Si un incident venait à être détecté sur la plateforme de vote les organisateurs devraient, par ailleurs, être immédiatement prévenus. Dans le cas où l’incident viendrait à entrainer une fuite de données personnelles constituant un risque au regard de la vie privée des personnes concernées, le prestataire reconnaît avoir conscience qu’un signalement à la CNIL deviendra obligatoire dans un délai de 72h. Les incidents seront répertoriés dans le registre d’activité de la plateforme de vote.

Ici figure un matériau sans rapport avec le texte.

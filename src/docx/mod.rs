//! Just enough OOXML to edit Word documents in place: open the package,
//! split the body into top-level elements, rewrite paragraphs, embed PNGs
//! and save.

pub mod document;
pub mod package;
pub mod paragraph;

pub use document::{BodyElement, Document};
pub use package::{png_size, DocxPackage, PackagePart};
pub use paragraph::{Paragraph, EMU_PER_INCH};

/// Result type for package operations
pub type DocxResult<T> = Result<T, DocxError>;

/// Errors that can occur when reading or writing a .docx package
#[derive(Debug, thiserror::Error)]
pub enum DocxError {
    #[error("I/O error: {0}")]
    Io(#[from] std::io::Error),

    #[error("Invalid package archive: {0}")]
    Zip(#[from] zip::result::ZipError),

    #[error("Missing package part: {0}")]
    MissingPart(String),

    #[error("Malformed document XML: {0}")]
    Malformed(String),

    #[error("Unsupported image: {0}")]
    UnsupportedImage(String),
}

5 - Modalités pratiques du vote électronique 5.1 - Réception du matériel de vote Chaque électeur devra recevoir environ 10 jours avant le début du vote, un identifiant généré aléatoirement. Il recevra également une notice de vote lui détaillant la procédure au préalable. En cas de perte ou de non-réception, il pourra rentrer en contact avec le prestataire afin de permettre un réassort. 5.2 - Authentification Le prestataire devra être en mesure d’apporter des conseils sur la méthode d’authentification qui sera retenue en fonction du niveau de sécurité adéquat pour ce type de scrutin. En outre, la procédure devra s’appuyer sur les recommandations de la CNIL, demandant 2 canaux distincts et la réponse à une question non-triviale, afin de renforcer l’authentification et de réduire les risques d’usurpation d’identité. 5.3 - Procédure de réassort Le prestataire devra prévoir une procédure de réassort permettant de garantir l’exercice personnel du droit de vote et la sincérité du scrutin. La cellule d’assistance devra notamment s’assurer de bien identifier l’électeur avant de procéder à quelconque action. 5.4 - Affichage et vote Une fois identifié, l’interface électeur devra permettre :
Consulter les candidatures, professions de foi…
Consulter la liste des membres du bureau de vote
Pendant le scrutin :
Voter
Télécharger l’accusé de réception de vote
Interroger l’urne pour connaître le nombre de bulletins (optionnel, peut-être désactivé)
Après proclamation des résultats :
Consulter les résultats (si publiés par l’organisateur du vote)
Télécharger le procès-verbal (si publié par l’organisateur du vote)
6 - Données personnelles Le prestataire devra se conformer aux recommandations de la CNIL en matière de vote électronique et au Règlement Général sur la Protection des Données notamment son article 28 relatif à la sous-traitance. Par ailleurs, un onglet accessible avant et après connexion devra définir de manière claire et précise le traitement et la manière dont les électeurs pourront faire valoir leurs droits.